- Theatrical release poster
- Directed by: Gabriel Riva Palacio Alatriste; Rodolfo Riva Palacio Alatriste;
- Written by: Gabriel Riva Palacio Alatriste; Rodolfo Riva Palacio Alatriste;
- Produced by: Ignacio Martínez Casares; Gabriel Riva Palacio Alatriste; Rodolfo Riva Palacio Alatriste;
- Starring: Bruno Bichir; Maite Perroni; Carlos Espejel; Angélica Vale; Jesús Ochoa; Mauricio Barrientos; Mara Escalante; Freddy Ortega; Germán Ortega;
- Edited by: Danela Balestra; Gabriel Riva Palacio Alatriste; Rodolfo Riva Palacio Alatriste;
- Music by: Zacarías M. de la Riva
- Production company: Huevocartoon Producciones
- Distributed by: Videocine (Mexico) Odin's Eye Entertainment (Worldwide sales)
- Release date: 8 August 2021 (Mexico);
- Running time: 89 minutes
- Country: Mexico
- Language: Spanish
- Budget: $1.15 million
- Box office: $4.52 million

= Un rescate de huevitos =

Little Eggs: An African Rescue (released in Mexico, Latin America and the United States as Un rescate de huevitos; formerly Huevitos en fuga) is a 2021 Mexican animated adventure comedy film produced by Huevocartoon Producciones. It is a sequel to Un gallo con muchos huevos (2015). The Spanish voice cast returned to reprise their respective roles, joined by new cast members including Jesús Ochoa, Mauricio Barrientos, Mara Escalante, and comedian duo Freddy and Germán Ortega.

The fourth film in the Huevos franchise, as well the second CG installment following Un gallo con muchos huevos and a soft reboot, it was released in Mexico on August 12, 2021. It was followed by a limited theatrical release in the United States a few weeks later on August 27, 2021 by Pantelion Films.

Upon its release, the film received acclaim, with praise towards the animation and positive messages, with many favorable comparisons to DreamWorks Animation. It grossed $50 million pesos (US$2.43 million) in its theatrical run in Mexico.

==Plot==

Sometime after the events of the third film, on a peaceful morning at the "Granjas el Pollon", Toto is starting his morning routine when Tocino informs him that Di has given birth to their new eggs, Max and Uly. Their golden appearance leads La Abuelita to submit them for a ranch contest, catching the attention of La Duchess, a Russian egg collector. At first, Toto is excited until the children express desire to play in the outdoors, causing Toto to worry and immediately become over protective. He eventually allows them to play under Bibi's supervision, but uses many protective procedures along the way. Just then, two opossums Tlacua and Cuache, disguised as chickens, sneak into the farm in an attempt to eat chickens when Perro Fidencio locks them up in an empty farmhouse. This causes more concern for Toto, but after Di's advice, he promises his children playtime after the contest.

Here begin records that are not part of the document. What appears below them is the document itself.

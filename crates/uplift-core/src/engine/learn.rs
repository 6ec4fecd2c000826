//! Learn phase: fold accepted entries back into the store.

use chrono::{DateTime, Utc};
use tracing::{debug, info};

use super::{LearnReport, UpgradeEngine};
use crate::error::UpliftResult;
use crate::grouping::group_entries;
use crate::store::{UpgradeStore, UpsertOutcome};
use crate::traits::Entry;
use crate::types::Batch;

/// The best entry among `positions`; the earliest wins ties.
fn best_entry<'a, E: Entry>(entries: &'a [E], positions: &[usize]) -> Option<&'a E> {
    positions
        .iter()
        .map(|&i| &entries[i])
        .reduce(|best, entry| if entry.quality() > best.quality() { entry } else { best })
}

impl<S: UpgradeStore> UpgradeEngine<S> {
    /// Run the learn phase over the accepted entries of a batch.
    pub fn learn<E: Entry>(&self, batch: &Batch<E>) -> UpliftResult<LearnReport> {
        self.learn_at(batch, Utc::now())
    }

    /// [`learn`](Self::learn) with an explicit timestamp for new and raised
    /// records.
    pub fn learn_at<E: Entry>(&self, batch: &Batch<E>, now: DateTime<Utc>) -> UpliftResult<LearnReport> {
        if !self.config.tracking {
            debug!("Tracking disabled, nothing to learn");
            return Ok(LearnReport::default());
        }

        let groups = group_entries(batch.accepted(), &self.config.identified_by);
        let mut report = LearnReport {
            groups: groups.len(),
            dropped: groups.dropped(),
            ..LearnReport::default()
        };
        if groups.is_empty() {
            return Ok(report);
        }

        let entries = batch.entries();
        let identifiers = groups.identifiers();
        self.store.with_transaction(|repo| {
            let existing = repo.fetch_many(&identifiers)?;

            for (identifier, positions) in groups.iter() {
                let Some(best) = best_entry(entries, positions) else {
                    continue;
                };
                let quality = best.quality();

                if let Some(record) = existing.get(identifier) {
                    if record.quality >= quality {
                        report.unchanged += 1;
                        continue;
                    }
                }

                match repo.upsert(identifier, quality, best.title(), now)? {
                    UpsertOutcome::Inserted => report.created += 1,
                    UpsertOutcome::Upgraded => report.upgraded += 1,
                    UpsertOutcome::Unchanged => report.unchanged += 1,
                }
                debug!(identifier, %quality, "Tracking upgrade");
            }
            Ok(())
        })?;

        info!(
            groups = report.groups,
            created = report.created,
            upgraded = report.upgraded,
            unchanged = report.unchanged,
            "Upgrade learn finished"
        );
        Ok(report)
    }
}
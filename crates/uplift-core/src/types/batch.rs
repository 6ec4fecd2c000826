//! Batch of entries handed over by the pipeline for one run.

use crate::traits::Entry;

/// An ordered batch of entries.
///
/// The filter phase sees every entry; the learn phase only sees the
/// [`accepted`](Batch::accepted) subset.
#[derive(Debug, Clone, Default, PartialEq)]
pub struct Batch<E> {
    entries: Vec<E>,
}

impl<E: Entry> Batch<E> {
    pub fn new(entries: Vec<E>) -> Self {
        Self { entries }
    }

    pub fn entries(&self) -> &[E] {
        &self.entries
    }

    pub fn entries_mut(&mut self) -> &mut [E] {
        &mut self.entries
    }

    /// Entries whose disposition is accepted, with their batch positions.
    pub fn accepted(&self) -> impl Iterator<Item = (usize, &E)> {
        self.entries.iter().enumerate().filter(|(_, e)| e.is_accepted())
    }

    pub fn into_entries(self) -> Vec<E> {
        self.entries
    }

    pub fn len(&self) -> usize {
        self.entries.len()
    }

    pub fn is_empty(&self) -> bool {
        self.entries.is_empty()
    }
}

impl<E: Entry> From<Vec<E>> for Batch<E> {
    fn from(entries: Vec<E>) -> Self {
        Self::new(entries)
    }
}

impl<E: Entry> FromIterator<E> for Batch<E> {
    fn from_iter<I: IntoIterator<Item = E>>(iter: I) -> Self {
        Self::new(iter.into_iter().collect())
    }
}

#[cfg(test)]
mod tests {
    use super::*;
    use crate::types::Item;

    #[test]
    fn test_accepted_subset_keeps_positions() {
        let mut batch: Batch<Item> = vec![
            Item::new("a 720p"),
            Item::new("b 1080p"),
            Item::new("c 480p"),
        ]
        .into();
        batch.entries_mut()[1].accept("picked");
        batch.entries_mut()[2].reject("dropped");

        let accepted: Vec<usize> = batch.accepted().map(|(i, _)| i).collect();
        assert_eq!(accepted, vec![1]);
        assert_eq!(batch.len(), 3);
    }
}
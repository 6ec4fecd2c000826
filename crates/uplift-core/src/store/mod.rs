//! Persisted best-known quality per identifier.
//!
//! The stages talk to an [`UpgradeStore`] only through
//! [`with_transaction`](UpgradeStore::with_transaction): one fetch followed by
//! any number of upserts, committed when the closure returns `Ok` and rolled
//! back otherwise.

mod memory;
mod record;
mod sqlite;

pub use memory::MemoryUpgradeStore;
pub use record::{UpgradeRecord, UpsertOutcome};
pub use sqlite::SqliteUpgradeStore;

use std::collections::{BTreeSet, HashMap};
use std::sync::Arc;

use chrono::{DateTime, Utc};

use crate::error::UpliftResult;
use crate::quality::Quality;

/// Operations available inside one store transaction.
pub trait UpgradeRepository {
    /// Records for the given identifiers. Unknown identifiers are absent from
    /// the result.
    fn fetch_many(&self, identifiers: &BTreeSet<String>) -> UpliftResult<HashMap<String, UpgradeRecord>>;

    /// Insert a record, or raise an existing one when `quality` is strictly
    /// greater than the stored quality. Otherwise the record is untouched.
    fn upsert(
        &self,
        identifier: &str,
        quality: Quality,
        title: &str,
        now: DateTime<Utc>,
    ) -> UpliftResult<UpsertOutcome>;
}

/// Trait for upgrade record storage.
pub trait UpgradeStore: Send + Sync {
    /// Run `f` inside a transaction.
    fn with_transaction<T, F>(&self, f: F) -> UpliftResult<T>
    where
        F: FnOnce(&dyn UpgradeRepository) -> UpliftResult<T>;

    /// Get one record. The identifier is case-folded first.
    fn get(&self, identifier: &str) -> UpliftResult<Option<UpgradeRecord>>;

    /// All records, most recently updated first.
    fn list(&self) -> UpliftResult<Vec<UpgradeRecord>>;

    /// Delete one record. Returns whether it existed.
    fn forget(&self, identifier: &str) -> UpliftResult<bool>;

    /// Delete every record. Returns how many were removed.
    fn clear(&self) -> UpliftResult<usize>;

    /// Count records.
    fn count(&self) -> UpliftResult<usize>;
}

impl<S: UpgradeStore> UpgradeStore for Arc<S> {
    fn with_transaction<T, F>(&self, f: F) -> UpliftResult<T>
    where
        F: FnOnce(&dyn UpgradeRepository) -> UpliftResult<T>,
    {
        (**self).with_transaction(f)
    }

    fn get(&self, identifier: &str) -> UpliftResult<Option<UpgradeRecord>> {
        (**self).get(identifier)
    }

    fn list(&self) -> UpliftResult<Vec<UpgradeRecord>> {
        (**self).list()
    }

    fn forget(&self, identifier: &str) -> UpliftResult<bool> {
        (**self).forget(identifier)
    }

    fn clear(&self) -> UpliftResult<usize> {
        (**self).clear()
    }

    fn count(&self) -> UpliftResult<usize> {
        (**self).count()
    }
}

The following day, Max and Uly are declared winners at the egg contest for their golden appearance, as Duquesa offers Abuelita $200 dollars but refuses and pays her back instead. Outraged, she orders the two bandit brothers, Panzovich and Gordimitri to track the "Granjas el Pollon" farm. Meanwhile, on the way home, Toto once again becomes worried for his children after Duquesa's encounter and tears up their winning ribbons, making them afraid of him. Later that night, the remorseful Toto sits by the pond when the Russian collectors send hunting moles in mind-controlled helmets to track and kidnap Max and Uly. Bibi and Willy track down one of the moles, named Toporocho, who thanks them for freeing him from the helmet. In return, he helps Toto and his family board the cargo plane to Congo. They track the plane down and board inside.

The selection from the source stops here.